**Problem statement:**
From the first line to the last, give the listing again exactly.

**Task data:**

★ ★ ★

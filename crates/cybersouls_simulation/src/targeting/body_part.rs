//! Части тела и классификация точки попадания

use bevy::prelude::*;
use serde::{Deserialize, Serialize};

use crate::components::BodyExtent;

/// Доля half_height над центром, выше которой попадание = UpperBody
pub const UPPER_BODY_THRESHOLD: f32 = 0.3;

#[derive(Debug, Clone, Copy, PartialEq, Eq, Hash, Default, Reflect, Serialize, Deserialize)]
pub enum BodyPart {
    #[default]
    None,
    UpperBody,
    LeftLeg,
    RightLeg,
}

/// Классифицирует точку попадания в локальном пространстве актора (Y-up, +X - вправо)
pub fn classify_hit(hit_point: Vec3, actor: &Transform, extent: &BodyExtent) -> BodyPart {
    let local = actor.rotation.inverse() * (hit_point - actor.translation);

    if local.y > UPPER_BODY_THRESHOLD * extent.half_height {
        BodyPart::UpperBody
    } else if local.x > 0.0 {
        BodyPart::RightLeg
    } else {
        BodyPart::LeftLeg
    }
}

★ ★ ★

**Written response:**
filename crates/cybersouls_simulation/src/targeting/body_part.rs
//! Части тела и классификация точки попадания

use bevy::prelude::*;
use serde::{Deserialize, Serialize};

use crate::components::BodyExtent;

/// Доля half_height над центром, выше которой попадание = UpperBody
pub const UPPER_BODY_THRESHOLD: f32 = 0.3;

#[derive(Debug, Clone, Copy, PartialEq, Eq, Hash, Default, Reflect, Serialize, Deserialize)]
pub enum BodyPart {
    #[default]
    None,
    UpperBody,
    LeftLeg,
    RightLeg,
}

/// Классифицирует точку попадания в локальном пространстве актора (Y-up, +X - вправо)
pub fn classify_hit(hit_point: Vec3, actor: &Transform, extent: &BodyExtent) -> BodyPart {
    let local = actor.rotation.inverse() * (hit_point - actor.translation);

    if local.y > UPPER_BODY_THRESHOLD * extent.half_height {
        BodyPart::UpperBody
    } else if local.x > 0.0 {
        BodyPart::RightLeg
    } else {
        BodyPart::LeftLeg
    }
}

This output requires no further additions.